**Requirement**:
Where does the word "TileLoc" occur in the material? Copy each line that has it.

**Data for analysis**:
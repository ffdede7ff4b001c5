use crate::types::{Shape, ShapeKind};

/// Normalizes a direction in degrees into `[0, 360)`.
pub fn normalize_direction(degrees: f64) -> f64 {
    let d = degrees.rem_euclid(360.0);
    // rem_euclid can round up to exactly 360 for tiny negative inputs
    if d >= 360.0 { 0.0 } else { d }
}

/// Nearest discrete orientation for a direction: `round(n * dir / 360) mod n`.
pub fn rotation_index(degrees: f64, steps: usize) -> usize {
    if steps == 0 {
        return 0;
    }
    let dir = normalize_direction(degrees);
    ((steps as f64 * dir / 360.0 + 0.5).floor() as usize) % steps
}

/// Angle in degrees of rotation index `index`.
pub fn index_angle(index: usize, steps: usize) -> f64 {
    if steps == 0 { 0.0 } else { 360.0 / steps as f64 * index as f64 }
}

/// One precomputed shape per discrete orientation of a frame.
///
/// Entry `i` is the base shape turned by `360 / N * i` degrees about the
/// frame center. A non-rotatable frame only fills entry 0.
#[derive(Clone, Debug)]
pub struct RotationCache {
    entries: Vec<Shape>,
}

impl RotationCache {
    pub fn build(base: Shape, steps: usize, rotatable: bool) -> Self {
        let mut cache = Self { entries: vec![Shape::None; steps] };
        cache.replace(base, rotatable);
        cache
    }

    /// Discards every entry, then fills the cache from a new base shape.
    pub fn replace(&mut self, base: Shape, rotatable: bool) {
        let steps = self.entries.len();
        self.entries.fill(Shape::None);
        if steps == 0 {
            return;
        }
        self.entries[0] = base;
        if !rotatable {
            return;
        }
        for (i, slot) in self.entries.iter_mut().enumerate().skip(1) {
            *slot = base.rotated(index_angle(i, steps).to_radians());
        }
    }

    /// Shape at a rotation index; `Shape::None` for an unfilled or out-of-range index.
    pub fn get(&self, index: usize) -> Shape {
        self.entries.get(index).copied().unwrap_or_default()
    }

    pub fn len(&self) -> usize {
        self.entries.len()
    }

    pub fn is_empty(&self) -> bool {
        self.entries.is_empty()
    }

    /// Kind of the declared shape (entry 0 always holds it).
    pub fn kind(&self) -> ShapeKind {
        self.get(0).kind()
    }
}
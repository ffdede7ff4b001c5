use thiserror::Error;

use crate::types::{ActorId, ShapeKind};

/// Usage errors raised by the declaration and query API.
///
/// Invisible or removed bodies are not errors; they simply never collide.
#[derive(Error, Debug)]
pub enum CollisionError {
    #[error("actor {0:?} is not attached to the world")]
    UnknownActor(ActorId),

    #[error("frame {frame} out of range for a body with {count} frame(s)")]
    FrameOutOfRange { frame: usize, count: usize },

    #[error("{kind:?} is not a legal {registry} shape")]
    IllegalShape { kind: ShapeKind, registry: &'static str },

    #[error("no tile map attached")]
    NoTileMap,

    #[error("tile ({x}, {y}) lies outside the {width}x{height} tile map")]
    TileOutOfRange { x: i32, y: i32, width: u32, height: u32 },

    #[error("invalid configuration: {0}")]
    InvalidConfig(String),

    #[error("config parse error: {0}")]
    ConfigParse(#[from] toml::de::Error),

    #[error("image error: {0}")]
    Image(#[from] image::ImageError),
}

pub type Result<T> = std::result::Result<T, CollisionError>;
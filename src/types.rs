use glam::DVec2;
use serde::{Deserialize, Serialize};

use crate::error::{CollisionError, Result};

slotmap::new_key_type! {
    /// Handle of an actor attached to a [`crate::CollisionWorld`].
    pub struct ActorId;
}

/// Cell coordinates inside the attached tile map.
#[derive(Copy, Clone, Debug, PartialEq, Eq, PartialOrd, Ord, Hash)]
pub struct TileLoc {
    pub x: i32,
    pub y: i32,
}

impl TileLoc {
    pub const fn new(x: i32, y: i32) -> Self {
        Self { x, y }
    }
}

/// Rotatable rectangle stored by its four vertices.
///
/// For direction 0 the layout in y-down screen space is
///
/// ```text
/// v0 ---- edge 0 ----> v1
/// ^                    |
/// edge 3            edge 1
/// |                    v
/// v3 <--- edge 2 ----- v2
/// ```
///
/// The direction of the rectangle is the direction of edge 0, clockwise
/// from the x axis.
#[derive(Copy, Clone, Debug, PartialEq)]
pub struct Rectangle {
    pub vertices: [DVec2; 4],
}

impl Rectangle {
    /// Rectangle centered at `center` whose edge 0 points along `direction` (radians, clockwise).
    pub fn new(center: DVec2, direction: f64, width: f64, height: f64) -> Self {
        let e1 = DVec2::from_angle(direction);
        let e2 = e1.perp();
        let hw = e1 * (width / 2.0);
        let hh = e2 * (height / 2.0);
        Self {
            vertices: [
                center - hw - hh,
                center + hw - hh,
                center + hw + hh,
                center - hw + hh,
            ],
        }
    }

    /// Axis-parallel rectangle from center and half extents.
    pub fn axis_aligned(center: DVec2, half_extents: DVec2) -> Self {
        Self::new(center, 0.0, half_extents.x * 2.0, half_extents.y * 2.0)
    }

    pub fn from_vertices(vertices: [DVec2; 4]) -> Self {
        Self { vertices }
    }

    /// Edge `i` (0..4), pointing from vertex `i` to vertex `i + 1`.
    pub fn edge(&self, i: usize) -> DVec2 {
        self.vertices[(i + 1) % 4] - self.vertices[i % 4]
    }

    pub fn center(&self) -> DVec2 {
        (self.vertices[0] + self.vertices[2]) * 0.5
    }

    pub fn width(&self) -> f64 {
        self.edge(0).length()
    }

    pub fn height(&self) -> f64 {
        self.edge(1).length()
    }

    /// Direction of edge 0 in radians. A collapsed edge 0 is recovered from
    /// edge 1; a point rectangle has direction 0.
    pub fn direction(&self) -> f64 {
        let e0 = self.edge(0);
        let e1 = self.edge(1);
        if e0 != DVec2::ZERO {
            e0.y.atan2(e0.x)
        } else if e1 != DVec2::ZERO {
            e1.y.atan2(e1.x) - std::f64::consts::FRAC_PI_2
        } else {
            0.0
        }
    }

    /// Radius of the circle through the four vertices.
    pub fn circumradius(&self) -> f64 {
        0.5 * (self.vertices[0] - self.vertices[2]).length()
    }

    /// Two perpendicular projection axes parallel to the edges.
    ///
    /// Degenerate rectangles borrow the perpendicular of whichever edge
    /// survives, and fall back to the coordinate axes when both collapse.
    pub fn axes(&self) -> [DVec2; 2] {
        let e0 = self.edge(0);
        let e1 = self.edge(1);
        if e0 != DVec2::ZERO {
            [e0, e0.perp()]
        } else if e1 != DVec2::ZERO {
            [e1.perp(), e1]
        } else {
            [DVec2::X, DVec2::Y]
        }
    }

    /// Axis-parallel bounds `(min, max)` over the vertices.
    pub fn bounds(&self) -> (DVec2, DVec2) {
        let mut min = self.vertices[0];
        let mut max = self.vertices[0];
        for v in &self.vertices[1..] {
            min = min.min(*v);
            max = max.max(*v);
        }
        (min, max)
    }

    /// Rotates about the coordinate origin by `angle` radians (clockwise in screen space).
    pub fn rotated(&self, angle: f64) -> Self {
        let rot = DVec2::from_angle(angle);
        Self { vertices: self.vertices.map(|v| rot.rotate(v)) }
    }

    pub fn translated(&self, offset: DVec2) -> Self {
        Self { vertices: self.vertices.map(|v| v + offset) }
    }

    fn mirrored(&self, flip: DVec2) -> Self {
        Self { vertices: self.vertices.map(|v| v * flip) }
    }
}

#[derive(Copy, Clone, Debug, PartialEq)]
pub struct Circle {
    pub center: DVec2,
    pub radius: f64,
}

impl Circle {
    pub const fn new(center: DVec2, radius: f64) -> Self {
        Self { center, radius }
    }
}

#[derive(Copy, Clone, Debug, PartialEq)]
pub struct LineSegment {
    pub start: DVec2,
    pub end: DVec2,
}

impl LineSegment {
    pub const fn new(start: DVec2, end: DVec2) -> Self {
        Self { start, end }
    }

    pub fn vector(&self) -> DVec2 {
        self.end - self.start
    }

    pub fn length(&self) -> f64 {
        self.vector().length()
    }
}

/// Collision or interaction footprint of one body frame.
///
/// `PixelMask` carries no geometry: the opaque pixels of the body's current
/// raster frame are the footprint.
#[derive(Copy, Clone, Debug, PartialEq, Default)]
pub enum Shape {
    #[default]
    None,
    Rectangle(Rectangle),
    Circle(Circle),
    Line(LineSegment),
    Spot(DVec2),
    PixelMask,
}

/// Discriminant of [`Shape`].
#[derive(Copy, Clone, Debug, PartialEq, Eq, Hash)]
pub enum ShapeKind {
    None,
    Rectangle,
    Circle,
    Line,
    Spot,
    PixelMask,
}

impl Shape {
    pub fn kind(&self) -> ShapeKind {
        match self {
            Shape::None => ShapeKind::None,
            Shape::Rectangle(_) => ShapeKind::Rectangle,
            Shape::Circle(_) => ShapeKind::Circle,
            Shape::Line(_) => ShapeKind::Line,
            Shape::Spot(_) => ShapeKind::Spot,
            Shape::PixelMask => ShapeKind::PixelMask,
        }
    }

    pub fn is_none(&self) -> bool {
        matches!(self, Shape::None)
    }

    /// Rigid rotation about the frame center (the local origin).
    pub fn rotated(&self, angle: f64) -> Shape {
        let rot = DVec2::from_angle(angle);
        match *self {
            Shape::Rectangle(r) => Shape::Rectangle(r.rotated(angle)),
            Shape::Circle(c) => Shape::Circle(Circle::new(rot.rotate(c.center), c.radius)),
            Shape::Line(l) => Shape::Line(LineSegment::new(rot.rotate(l.start), rot.rotate(l.end))),
            Shape::Spot(p) => Shape::Spot(rot.rotate(p)),
            other => other,
        }
    }

    /// Negates x (horizontal) and/or y (vertical) of every coordinate.
    pub fn mirrored(&self, horizontal: bool, vertical: bool) -> Shape {
        if !horizontal && !vertical {
            return *self;
        }
        let flip = DVec2::new(
            if horizontal { -1.0 } else { 1.0 },
            if vertical { -1.0 } else { 1.0 },
        );
        match *self {
            Shape::Rectangle(r) => Shape::Rectangle(r.mirrored(flip)),
            Shape::Circle(c) => Shape::Circle(Circle::new(c.center * flip, c.radius)),
            Shape::Line(l) => Shape::Line(LineSegment::new(l.start * flip, l.end * flip)),
            Shape::Spot(p) => Shape::Spot(p * flip),
            other => other,
        }
    }

    pub fn translated(&self, offset: DVec2) -> Shape {
        match *self {
            Shape::Rectangle(r) => Shape::Rectangle(r.translated(offset)),
            Shape::Circle(c) => Shape::Circle(Circle::new(c.center + offset, c.radius)),
            Shape::Line(l) => Shape::Line(LineSegment::new(l.start + offset, l.end + offset)),
            Shape::Spot(p) => Shape::Spot(p + offset),
            other => other,
        }
    }
}

/// Collision domain of an actor: partner actors or partner tiles.
#[derive(Copy, Clone, Debug, PartialEq, Eq, Hash)]
pub enum Domain {
    Actor,
    Tile,
}

/// The body an actor collided with.
#[derive(Copy, Clone, Debug, PartialEq, Eq)]
pub enum Partner {
    Actor(ActorId),
    Tile(TileLoc),
}

/// Collision notification produced by a step.
#[derive(Copy, Clone, Debug, PartialEq, Eq)]
pub struct CollisionEvent {
    /// Step counter value when the collision was detected.
    pub step: u64,
    pub actor: ActorId,
    pub partner: Partner,
    /// Counter value the listener reloaded for this domain.
    pub cooldown: u32,
}

impl CollisionEvent {
    pub fn domain(&self) -> Domain {
        match self.partner {
            Partner::Actor(_) => Domain::Actor,
            Partner::Tile(_) => Domain::Tile,
        }
    }
}

/// Engine-level configuration.
#[derive(Clone, Debug, PartialEq, Serialize, Deserialize)]
#[serde(default)]
pub struct EngineConfig {
    /// Number of discrete orientations N (rotation index in `0..N`).
    pub rotation_steps: usize,
    /// Tolerance of the line-vs-spot test.
    pub spot_epsilon: f64,
    /// Spot-vs-spot is tested as two circles of this radius.
    pub spot_radius: f64,
    /// Reject rectangle pairs whose circumcircles are apart before running SAT.
    pub circumradius_reject: bool,
    /// Record a [`StepTiming`] for every step (adds small overhead).
    pub enable_timing: bool,
}

impl Default for EngineConfig {
    fn default() -> Self {
        Self {
            rotation_steps: 60,
            spot_epsilon: 1e-6,
            spot_radius: 1.0,
            circumradius_reject: true,
            enable_timing: false,
        }
    }
}

impl EngineConfig {
    /// Parses a TOML table; missing keys keep their defaults.
    pub fn from_toml_str(src: &str) -> Result<Self> {
        let cfg: EngineConfig = toml::from_str(src)?;
        cfg.validate()?;
        Ok(cfg)
    }

    pub fn validate(&self) -> Result<()> {
        if self.rotation_steps == 0 {
            return Err(CollisionError::InvalidConfig(
                "rotation_steps must be at least 1".into(),
            ));
        }
        if !(self.spot_epsilon >= 0.0) {
            return Err(CollisionError::InvalidConfig(format!(
                "spot_epsilon must be non-negative, got {}",
                self.spot_epsilon
            )));
        }
        if !(self.spot_radius >= 0.0) {
            return Err(CollisionError::InvalidConfig(format!(
                "spot_radius must be non-negative, got {}",
                self.spot_radius
            )));
        }
        Ok(())
    }
}

/// Debug statistics for the current world state.
#[derive(Copy, Clone, Debug, Default, PartialEq, Eq)]
pub struct WorldStats {
    pub actors: usize,
    pub visible_actors: usize,
    pub tiles_with_shapes: usize,
    /// Sum of all actor-candidate list lengths.
    pub actor_candidates: usize,
    /// Sum of all tile-candidate list lengths.
    pub tile_candidates: usize,
}

/// Timing breakdown of the last completed step.
#[derive(Copy, Clone, Debug, Default)]
pub struct StepTiming {
    pub step_ms: f64,
    pub actor_domain_ms: f64,
    pub tile_domain_ms: f64,

    /// Dispatch-matrix evaluations performed.
    pub pairs_tested: usize,
    pub notifications: usize,
}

**Finished task**:
pub struct TileLoc {
impl TileLoc {
    Tile(TileLoc),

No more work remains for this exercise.